(Task): Copy the listing below line for line, from its opening line to the one with "pub enum CryptoError", both included; stop there.

(Listed records):
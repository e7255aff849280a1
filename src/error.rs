//! Error types for falcondag
//!
//! Domain-specific error types using thiserror.

use std::path::PathBuf;
use thiserror::Error;

/// Signature scheme and key material errors
#[derive(Error, Debug)]
pub enum CryptoError {
    /// Algorithm not compiled into the linked liboqs
    #[error("Signature algorithm '{algorithm}' is not available: {error}")]
    AlgorithmUnavailable { algorithm: String, error: String },

    /// Unknown algorithm name
    #[error("Unknown signature algorithm '{0}' (expected falcon-512 or falcon-1024)")]
    UnknownAlgorithm(String),

    /// Key generation failed
    #[error("Key generation failed: {0}")]
    KeyGeneration(String),

    /// Signing failed
    #[error("Signing failed: {0}")]
    Signing(String),

    /// Public key has the wrong length for the algorithm
    #[error("Malformed public key: expected {expected} bytes, got {actual}")]
    MalformedPublicKey { expected: usize, actual: usize },

    /// Secret key has the wrong length for the algorithm
    #[error("Malformed secret key: expected {expected} bytes, got {actual}")]
    MalformedSecretKey { expected: usize, actual: usize },

    /// Signature longer than the algorithm allows
    #[error("Malformed signature: at most {max} bytes allowed, got {actual}")]
    MalformedSignature { max: usize, actual: usize },

    /// Key pair belongs to a different algorithm
    #[error("Key pair uses {key}, but the scheme is {scheme}")]
    AlgorithmMismatch { key: String, scheme: String },

    /// Signature does not verify
    #[error("Signature verification failed")]
    InvalidSignature,

    /// Base64 decoding failed
    #[error("Invalid base64 in {field}")]
    Encoding { field: String },
}

/// Transaction construction and verification errors
#[derive(Error, Debug)]
pub enum TransactionError {
    /// Signing key does not own the sender address
    #[error("Key pair address does not match transaction sender '{sender}'")]
    SenderMismatch { sender: String },

    /// Canonical encoding failed
    #[error("Failed to encode transaction: {0}")]
    Encoding(String),

    /// Cryptographic failure
    #[error(transparent)]
    Crypto(#[from] CryptoError),
}

/// World state errors
#[derive(Error, Debug, PartialEq, Eq)]
pub enum StateError {
    /// Sender balance too low
    #[error("Insufficient funds in '{address}': balance {balance}, needed {needed}")]
    InsufficientFunds {
        address: String,
        balance: u64,
        needed: u64,
    },

    /// Credit would overflow a balance
    #[error("Balance overflow crediting '{address}'")]
    BalanceOverflow { address: String },
}

/// DAG structure errors
#[derive(Error, Debug, PartialEq, Eq)]
pub enum DagError {
    /// Transaction already present
    #[error("Transaction '{hash}' already exists")]
    Duplicate { hash: String },

    /// Parent reference does not resolve
    #[error("Transaction references unknown parent '{parent}'")]
    UnknownParent { parent: String },

    /// Same parent listed twice
    #[error("Transaction lists parent '{parent}' more than once")]
    RepeatedParent { parent: String },

    /// Child claims to predate its parent
    #[error("Timestamp {timestamp} is earlier than parent '{parent}' ({parent_timestamp})")]
    TimestampBeforeParent {
        timestamp: u64,
        parent: String,
        parent_timestamp: u64,
    },
}

/// Ledger validation errors
#[derive(Error, Debug)]
pub enum LedgerError {
    /// Zero-value transfer
    #[error("Transfer amount must be greater than zero")]
    ZeroAmount,

    /// Sender and receiver are the same wallet
    #[error("Sender and receiver are the same address")]
    SelfTransfer,

    /// No parents on a non-empty ledger
    #[error("Transaction has no parents but the ledger already has {existing} transaction(s)")]
    MissingParents { existing: usize },

    /// Too many parents
    #[error("Transaction has {count} parents, at most {max} allowed")]
    TooManyParents { count: usize, max: usize },

    /// Signature did not verify
    #[error("Invalid transaction signature: {0}")]
    Signature(#[from] CryptoError),

    /// Transaction could not be built or signed
    #[error(transparent)]
    Transaction(#[from] TransactionError),

    /// Balance rule violated
    #[error(transparent)]
    State(#[from] StateError),

    /// DAG rule violated
    #[error(transparent)]
    Dag(#[from] DagError),

    /// Invalid transaction found while replaying a log
    #[error("Transaction #{index} is invalid: {source}")]
    Replay {
        index: usize,
        #[source]
        source: Box<LedgerError>,
    },
}

/// Ledger configuration errors
#[derive(Error, Debug)]
pub enum ConfigError {
    /// Failed to read or write the config file
    #[error("IO error for config file '{path}': {error}")]
    Io { path: PathBuf, error: String },

    /// Failed to parse the config file
    #[error("Failed to parse config file '{path}': {error}")]
    Parse { path: PathBuf, error: String },

    /// Failed to serialize the config
    #[error("Failed to serialize config: {0}")]
    Serialize(String),

    /// Semantically invalid configuration
    #[error("Invalid configuration: {0}")]
    Invalid(String),
}

/// Data directory, log and keystore errors
#[derive(Error, Debug)]
pub enum StoreError {
    /// IO error
    #[error("IO error for '{path}': {error}")]
    Io { path: PathBuf, error: String },

    /// Malformed line in the transaction log
    #[error("Malformed entry on line {line} of '{path}': {error}")]
    MalformedEntry {
        path: PathBuf,
        line: usize,
        error: String,
    },

    /// Key name rejected
    #[error("Invalid key name '{0}': use 1-64 letters, digits, '-' or '_'")]
    InvalidKeyName(String),

    /// Key not in the keystore
    #[error("Key '{0}' not found. Run 'falcondag keygen {0}' to create it.")]
    KeyNotFound(String),

    /// Key already in the keystore
    #[error("Key '{0}' already exists")]
    KeyExists(String),

    /// Key file could not be decoded
    #[error("Failed to decode key file '{path}': {error}")]
    KeyDecode { path: PathBuf, error: String },
}

/// Top-level falcondag error type
#[derive(Error, Debug)]
pub enum FalcondagError {
    /// Crypto error
    #[error("Crypto error: {0}")]
    Crypto(#[from] CryptoError),

    /// Ledger error
    #[error("Ledger error: {0}")]
    Ledger(#[from] LedgerError),

    /// Config error
    #[error("Config error: {0}")]
    Config(#[from] ConfigError),

    /// Store error
    #[error("Store error: {0}")]
    Store(#[from] StoreError),
}
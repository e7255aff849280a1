//! Environment diagnostics
//!
//! The only hard requirement at runtime is a liboqs that can sign and
//! verify with the configured Falcon variant. The toolchain, the tools
//! liboqs is compiled with, and the libclang that bindgen loads only matter
//! when rebuilding, so they are reported as optional.

use std::env;
use std::path::{Path, PathBuf};
use std::process::Command;
use std::sync::OnceLock;

use regex::Regex;
use serde::Serialize;

use crate::config::defaults::CONFIG_FILE;
use crate::core::bench;
use crate::core::crypto::SignatureAlgorithm;
use crate::core::ledger_config::LedgerConfig;

/// Variable bindgen reads to locate libclang
pub const ENV_LIBCLANG_PATH: &str = "LIBCLANG_PATH";

/// Dynamic-library search path variable
pub const ENV_LIBRARY_PATH: &str = "LD_LIBRARY_PATH";

const DEV_SHELL_HINT: &str = "enter the development shell with 'nix develop'";

/// Build tools probed with `--version`: (label, executable, what needs it)
const BUILD_TOOLS: &[(&str, &str, &str)] = &[
    ("Cargo", "cargo", "building falcondag"),
    ("rustc", "rustc", "building falcondag"),
    ("CMake", "cmake", "building liboqs"),
    ("Clang", "clang", "generating liboqs bindings"),
];

/// One diagnostic
#[derive(Debug, Clone, Serialize)]
pub struct Check {
    /// What was checked
    pub name: String,
    /// Whether a failure makes the installation unusable
    pub required: bool,
    /// Outcome
    pub passed: bool,
    /// Version or location found
    pub detail: Option<String>,
    /// What went wrong
    pub error: Option<String>,
    /// How to fix it
    pub suggestion: Option<String>,
}

impl Check {
    fn ok(name: impl Into<String>, required: bool, detail: Option<String>) -> Self {
        Self {
            name: name.into(),
            required,
            passed: true,
            detail,
            error: None,
            suggestion: None,
        }
    }

    fn failed(
        name: impl Into<String>,
        required: bool,
        error: impl Into<String>,
        suggestion: Option<String>,
    ) -> Self {
        Self {
            name: name.into(),
            required,
            passed: false,
            detail: None,
            error: Some(error.into()),
            suggestion,
        }
    }
}

/// Overall result of a doctor run
#[derive(Debug, Clone, Copy, PartialEq, Eq, Serialize)]
pub enum Verdict {
    /// Every check passed
    #[serde(rename = "success")]
    Healthy,
    /// Only optional checks failed
    #[serde(rename = "warning")]
    Degraded,
    /// A required check failed or the configuration is invalid
    #[serde(rename = "error")]
    Broken,
}

/// Everything a doctor run found
#[derive(Debug, Default, Serialize)]
pub struct DoctorReport {
    /// Individual checks, required ones first
    pub checks: Vec<Check>,
    /// Problems with the data directory's configuration
    pub config_issues: Vec<String>,
}

impl DoctorReport {
    /// Number of passing checks
    pub fn passed_count(&self) -> usize {
        self.checks.iter().filter(|c| c.passed).count()
    }

    /// Required checks that failed
    pub fn failed_required(&self) -> impl Iterator<Item = &Check> {
        self.checks.iter().filter(|c| c.required && !c.passed)
    }

    /// Classify the report
    pub fn verdict(&self) -> Verdict {
        if self.failed_required().next().is_some() || !self.config_issues.is_empty() {
            Verdict::Broken
        } else if self.checks.iter().all(|c| c.passed) {
            Verdict::Healthy
        } else {
            Verdict::Degraded
        }
    }
}

fn version_regex() -> &'static Regex {
    static RE: OnceLock<Regex> = OnceLock::new();
    RE.get_or_init(|| {
        Regex::new(r"v?(\d+\.\d+(?:\.\d+)?(?:-\w+)?)").expect("Invalid version regex")
    })
}

/// First version number in a tool's `--version` output
fn parse_version(output: &str) -> Option<String> {
    version_regex()
        .captures(output)
        .and_then(|caps| caps.get(1))
        .map(|m| m.as_str().to_string())
}

/// Locate an executable on `PATH` and ask it for its version
///
/// Returns `None` when the tool is missing; a tool that runs but prints
/// no recognizable version yields `Some("unknown")`.
pub fn probe_tool(executable: &str) -> Option<String> {
    let path = which::which(executable).ok()?;
    let output = Command::new(&path).arg("--version").output().ok()?;
    if !output.status.success() {
        return None;
    }

    let text = [output.stdout, output.stderr].concat();
    Some(parse_version(&String::from_utf8_lossy(&text)).unwrap_or_else(|| "unknown".to_string()))
}

fn check_build_tool(label: &str, executable: &str, purpose: &str) -> Check {
    match probe_tool(executable) {
        Some(version) => Check::ok(label, false, Some(version)),
        None => Check::failed(
            label,
            false,
            format!("{executable} not found in PATH"),
            Some(format!("Needed for {purpose}; {DEV_SHELL_HINT}")),
        ),
    }
}

/// Split a search-path variable into its directories, dropping empty entries
pub fn split_search_path(value: &str) -> Vec<PathBuf> {
    env::split_paths(value)
        .filter(|p| !p.as_os_str().is_empty())
        .collect()
}

fn is_libclang(file_name: &str) -> bool {
    file_name.starts_with("libclang")
        && (file_name.contains(".so") || file_name.ends_with(".dylib"))
}

fn contains_libclang(dir: &Path) -> bool {
    std::fs::read_dir(dir).is_ok_and(|entries| {
        entries
            .filter_map(Result::ok)
            .any(|entry| is_libclang(&entry.file_name().to_string_lossy()))
    })
}

/// Locate libclang through `LIBCLANG_PATH`, then the library search path
pub fn find_libclang(libclang_path: Option<&str>, library_path: Option<&str>) -> Option<PathBuf> {
    let explicit = libclang_path.map(PathBuf::from);
    let searched = library_path.map(split_search_path).unwrap_or_default();

    explicit
        .into_iter()
        .chain(searched)
        .find(|dir| contains_libclang(dir))
}

/// Check that bindgen will be able to load libclang
pub fn check_libclang() -> Check {
    let libclang_path = env::var(ENV_LIBCLANG_PATH).ok();
    let library_path = env::var(ENV_LIBRARY_PATH).ok();

    match find_libclang(libclang_path.as_deref(), library_path.as_deref()) {
        Some(dir) => Check::ok("libclang", false, Some(dir.display().to_string())),
        None => Check::failed(
            "libclang",
            false,
            format!("not found via {ENV_LIBCLANG_PATH} or {ENV_LIBRARY_PATH}"),
            Some(format!("Set {ENV_LIBCLANG_PATH} or {DEV_SHELL_HINT}")),
        ),
    }
}

/// Check that the linked liboqs signs and verifies
pub fn check_liboqs(algorithm: SignatureAlgorithm) -> Check {
    let name = format!("liboqs ({algorithm})");
    match bench::self_test(algorithm) {
        Ok(true) => Check::ok(name, true, None),
        Ok(false) => Check::failed(name, true, "sign/verify self-test failed", None),
        Err(e) => Check::failed(
            name,
            true,
            e.to_string(),
            Some("Rebuild against a liboqs with Falcon enabled".to_string()),
        ),
    }
}

/// Problems with the configuration file of a data directory, if it has one
pub fn check_data_dir_config(data_dir: &Path) -> Vec<String> {
    let path = data_dir.join(CONFIG_FILE);
    if !path.exists() {
        return Vec::new();
    }

    LedgerConfig::load_from_path(&path)
        .err()
        .map(|e| e.to_string())
        .into_iter()
        .collect()
}

/// Run every check
///
/// The liboqs self-test uses the data directory's algorithm when its
/// configuration loads, and the default algorithm otherwise.
pub fn run_doctor(data_dir: Option<&Path>) -> DoctorReport {
    let algorithm = data_dir
        .and_then(|dir| LedgerConfig::load_from_path(&dir.join(CONFIG_FILE)).ok())
        .map(|config| config.algorithm)
        .unwrap_or_default();

    let mut checks = vec![check_liboqs(algorithm)];
    checks.extend(
        BUILD_TOOLS
            .iter()
            .map(|(label, executable, purpose)| check_build_tool(label, executable, purpose)),
    );
    checks.push(check_libclang());

    DoctorReport {
        checks,
        config_issues: data_dir.map(check_data_dir_config).unwrap_or_default(),
    }
}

(Solution):
repository e7255aff849280a1
filename src/error.rs
//! Error types for falcondag
//!
//! Domain-specific error types using thiserror.

use std::path::PathBuf;
use thiserror::Error;

/// Signature scheme and key material errors
#[derive(Error, Debug)]
pub enum CryptoError {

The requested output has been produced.